» YOUR GOAL: Could you report every line of the listing below that holds the word "square"?

» RECORDS SHOWN:
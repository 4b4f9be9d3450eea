//! Vector data structures: features with attributes, and CRS-tagged geometries

use crate::crs::CRS;
use crate::error::{Error, Result};
use crate::extent::Extent;
use geo_types::{Geometry, MultiPolygon, Polygon};
use serde::{Deserialize, Serialize};
use std::collections::HashMap;
use wkt::{ToWkt, TryFromWkt};

/// Attribute value types
#[derive(Debug, Clone, PartialEq, Serialize, Deserialize)]
pub enum AttributeValue {
    Null,
    Bool(bool),
    Int(i64),
    Float(f64),
    String(String),
}

impl AttributeValue {
    /// Text content, if this is a non-empty string attribute
    pub fn as_str(&self) -> Option<&str> {
        match self {
            AttributeValue::String(s) if !s.is_empty() => Some(s),
            _ => None,
        }
    }
}

/// A geographic feature with geometry and attributes
#[derive(Debug, Clone)]
pub struct Feature {
    /// Feature geometry
    pub geometry: Option<Geometry<f64>>,
    /// Feature attributes
    pub properties: HashMap<String, AttributeValue>,
}

impl Feature {
    /// Create a new feature with geometry
    pub fn new(geometry: Geometry<f64>) -> Self {
        Self {
            geometry: Some(geometry),
            properties: HashMap::new(),
        }
    }

    /// Set an attribute
    pub fn set_property(&mut self, key: impl Into<String>, value: AttributeValue) {
        self.properties.insert(key.into(), value);
    }

    /// Get an attribute
    pub fn get_property(&self, key: &str) -> Option<&AttributeValue> {
        self.properties.get(key)
    }
}

/// Collection of features sharing one CRS
#[derive(Debug, Clone, Default)]
pub struct FeatureCollection {
    pub features: Vec<Feature>,
    /// CRS of every geometry in the collection, when known
    pub crs: Option<CRS>,
}

impl FeatureCollection {
    pub fn new(crs: Option<CRS>) -> Self {
        Self {
            features: Vec::new(),
            crs,
        }
    }

    pub fn push(&mut self, feature: Feature) {
        self.features.push(feature);
    }

    pub fn len(&self) -> usize {
        self.features.len()
    }

    pub fn is_empty(&self) -> bool {
        self.features.is_empty()
    }

    pub fn iter(&self) -> impl Iterator<Item = &Feature> {
        self.features.iter()
    }

    /// All non-null geometries
    pub fn geometries(&self) -> impl Iterator<Item = &Geometry<f64>> {
        self.features.iter().filter_map(|f| f.geometry.as_ref())
    }
}

impl IntoIterator for FeatureCollection {
    type Item = Feature;
    type IntoIter = std::vec::IntoIter<Feature>;

    fn into_iter(self) -> Self::IntoIter {
        self.features.into_iter()
    }
}

/// A geometry together with the CRS its coordinates are expressed in
#[derive(Debug, Clone, PartialEq)]
pub struct SpatialGeometry {
    pub geometry: Geometry<f64>,
    pub crs: CRS,
}

impl SpatialGeometry {
    pub fn new(geometry: impl Into<Geometry<f64>>, crs: CRS) -> Self {
        Self {
            geometry: geometry.into(),
            crs,
        }
    }

    /// Bounding extent in the geometry's own CRS
    pub fn extent(&self) -> Result<Extent> {
        Extent::from_geometry(&self.geometry, self.crs.clone())
    }

    /// Polygonal parts of the geometry; non-areal parts are dropped
    pub fn polygons(&self) -> Vec<Polygon<f64>> {
        polygons_of(&self.geometry)
    }

    /// The polygonal parts as a single multipolygon
    pub fn to_multi_polygon(&self) -> MultiPolygon<f64> {
        MultiPolygon::new(self.polygons())
    }

    /// Well-known text of the geometry (the CRS is not encoded)
    pub fn to_wkt(&self) -> String {
        self.geometry.wkt_string()
    }

    /// Parse well-known text whose coordinates are in `crs`
    pub fn from_wkt(text: &str, crs: CRS) -> Result<Self> {
        let geometry = Geometry::<f64>::try_from_wkt_str(text)
            .map_err(|e| Error::InvalidGeometry(format!("invalid WKT: {e}")))?;
        Ok(Self { geometry, crs })
    }
}

/// Flatten the polygonal parts of any geometry
pub fn polygons_of(geometry: &Geometry<f64>) -> Vec<Polygon<f64>> {
    match geometry {
        Geometry::Polygon(p) => vec![p.clone()],
        Geometry::MultiPolygon(mp) => mp.0.clone(),
        Geometry::Rect(r) => vec![r.to_polygon()],
        Geometry::Triangle(t) => vec![t.to_polygon()],
        Geometry::GeometryCollection(gc) => gc.0.iter().flat_map(polygons_of).collect(),
        _ => Vec::new(),
    }
}

#[cfg(test)]
mod tests {
    use super::*;
    use geo_types::{point, polygon, GeometryCollection};

    #[test]
    fn test_polygons_of_collection() {
        let square = polygon![(x: 0.0, y: 0.0), (x: 1.0, y: 0.0), (x: 1.0, y: 1.0), (x: 0.0, y: 1.0)];
        let gc = Geometry::GeometryCollection(GeometryCollection(vec![
            Geometry::Polygon(square.clone()),
            Geometry::Point(point!(x: 3.0, y: 3.0)),
            Geometry::MultiPolygon(MultiPolygon::new(vec![square.clone(), square])),
        ]));
        assert_eq!(polygons_of(&gc).len(), 3);
    }

    #[test]
    fn test_feature_collection_extent() {
        let mut fc = FeatureCollection::new(Some(CRS::laea_europe()));
        let mut f = Feature::new(polygon![(x: 10.0, y: 20.0), (x: 30.0, y: 20.0), (x: 30.0, y: 40.0)].into());
        f.set_property("SITECODE", AttributeValue::String("DE1234".into()));
        fc.push(f);
        fc.push(Feature {
            geometry: None,
            properties: HashMap::new(),
        });

        let ext = Extent::from_features(&fc).unwrap();
        assert_eq!(ext.xy_xy(), (10.0, 20.0, 30.0, 40.0));
        assert_eq!(fc.features[0].get_property("SITECODE").and_then(|v| v.as_str()), Some("DE1234"));
    }

    #[test]
    fn test_wkt_roundtrip_keeps_crs() {
        let square = polygon![(x: 0.0, y: 0.0), (x: 2.0, y: 0.0), (x: 2.0, y: 2.0), (x: 0.0, y: 2.0)];
        let sg = SpatialGeometry::new(square, CRS::wgs84());
        let text = sg.to_wkt();
        assert!(text.starts_with("POLYGON"));

        let parsed = SpatialGeometry::from_wkt(&text, CRS::wgs84()).unwrap();
        assert_eq!(parsed, sg);
        assert!(SpatialGeometry::from_wkt("POLYGON((0 0,", CRS::wgs84()).is_err());
    }
}
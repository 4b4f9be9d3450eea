//! Polygon rasterization
//!
//! Scanline fill on a north-up grid: a pixel is covered when its centre
//! lies inside a polygon (exterior ring minus holes). Each polygon is
//! filled on its own, so overlapping polygons never cancel out.

use crate::maybe_rayon::*;
use geo_types::{LineString, Polygon};
use ndarray::Array2;
use priorgen_core::{Error, Extent, GeoTransform, Raster, Result};
use tracing::debug;

/// Polygon edge in fractional pixel coordinates (col, row)
#[derive(Debug, Clone, Copy)]
struct Edge {
    x0: f64,
    y0: f64,
    x1: f64,
    y1: f64,
}

/// A polygon's edges on the grid, with its row span
#[derive(Debug)]
struct GridPolygon {
    edges: Vec<Edge>,
    row_min: f64,
    row_max: f64,
}

impl GridPolygon {
    fn new(polygon: &Polygon<f64>, transform: &GeoTransform) -> Option<Self> {
        let mut edges = Vec::new();
        for ring in std::iter::once(polygon.exterior()).chain(polygon.interiors()) {
            push_ring_edges(ring, transform, &mut edges);
        }
        if edges.is_empty() {
            return None;
        }

        let (row_min, row_max) = edges.iter().fold((f64::INFINITY, f64::NEG_INFINITY), |(lo, hi), e| {
            (lo.min(e.y0).min(e.y1), hi.max(e.y0).max(e.y1))
        });
        Some(Self { edges, row_min, row_max })
    }

    /// Sorted x positions where the horizontal line `y` crosses the boundary
    fn crossings(&self, y: f64, xs: &mut Vec<f64>) {
        xs.clear();
        for e in &self.edges {
            if (e.y0 <= y) != (e.y1 <= y) {
                xs.push(e.x0 + (y - e.y0) * (e.x1 - e.x0) / (e.y1 - e.y0));
            }
        }
        xs.sort_by(|a, b| a.total_cmp(b));
    }
}

fn push_ring_edges(ring: &LineString<f64>, transform: &GeoTransform, edges: &mut Vec<Edge>) {
    let points: Vec<(f64, f64)> = ring.0.iter().map(|c| transform.geo_to_pixel(c.x, c.y)).collect();
    if points.len() < 3 {
        return;
    }
    // Rings are closed implicitly; a repeated last vertex yields a zero-length edge
    for i in 0..points.len() {
        let (x0, y0) = points[i];
        let (x1, y1) = points[(i + 1) % points.len()];
        if y0 != y1 {
            edges.push(Edge { x0, y0, x1, y1 });
        }
    }
}

/// Pixel-centre coverage of `polygons` on a `rows x cols` grid
pub fn coverage(
    polygons: &[Polygon<f64>],
    transform: &GeoTransform,
    rows: usize,
    cols: usize,
) -> Result<Array2<bool>> {
    let shapes: Vec<GridPolygon> = polygons
        .iter()
        .filter_map(|p| GridPolygon::new(p, transform))
        .collect();

    let data: Vec<bool> = (0..rows)
        .into_par_iter()
        .flat_map(|row| {
            let mut line = vec![false; cols];
            let mut xs = Vec::new();
            let y = row as f64 + 0.5;

            for shape in shapes.iter().filter(|s| s.row_min <= y && y < s.row_max) {
                shape.crossings(y, &mut xs);
                for pair in xs.chunks_exact(2) {
                    let start = (pair[0] - 0.5).ceil().max(0.0) as usize;
                    let end = ((pair[1] - 0.5).ceil().max(0.0) as usize).min(cols);
                    for cell in line.iter_mut().take(end).skip(start) {
                        *cell = true;
                    }
                }
            }
            line
        })
        .collect();

    Array2::from_shape_vec((rows, cols), data).map_err(|e| Error::Other(e.to_string()))
}

/// Burn polygons into a byte raster covering `extent`
///
/// Covered pixels are 1, all others 0. The grid is anchored at the upper
/// left corner of the extent with square `pixel_size` pixels.
pub fn rasterize(polygons: &[Polygon<f64>], extent: &Extent, pixel_size: f64) -> Result<Raster<u8>> {
    if !(pixel_size > 0.0 && pixel_size.is_finite()) {
        return Err(Error::InvalidParameter {
            name: "pixel_size",
            value: pixel_size.to_string(),
            reason: "must be a positive finite number".into(),
        });
    }

    let (rows, cols) = extent.grid_shape(pixel_size);
    if rows == 0 || cols == 0 {
        return Err(Error::InvalidDimensions { width: cols, height: rows });
    }

    let transform = extent.geo_transform(pixel_size);
    let covered = coverage(polygons, &transform, rows, cols)?;
    debug!(rows, cols, polygons = polygons.len(), "rasterized polygons");

    let mut raster = Raster::from_array(covered.mapv(u8::from));
    raster.set_transform(transform);
    raster.set_crs(Some(extent.crs.clone()));
    Ok(raster)
}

» ANSWER SECTION:
        let square = polygon![(x: 0.0, y: 0.0), (x: 1.0, y: 0.0), (x: 1.0, y: 1.0), (x: 0.0, y: 1.0)];
            Geometry::Polygon(square.clone()),
            Geometry::MultiPolygon(MultiPolygon::new(vec![square.clone(), square])),
        let square = polygon![(x: 0.0, y: 0.0), (x: 2.0, y: 0.0), (x: 2.0, y: 2.0), (x: 0.0, y: 2.0)];
        let sg = SpatialGeometry::new(square, CRS::wgs84());
/// left corner of the extent with square `pixel_size` pixels.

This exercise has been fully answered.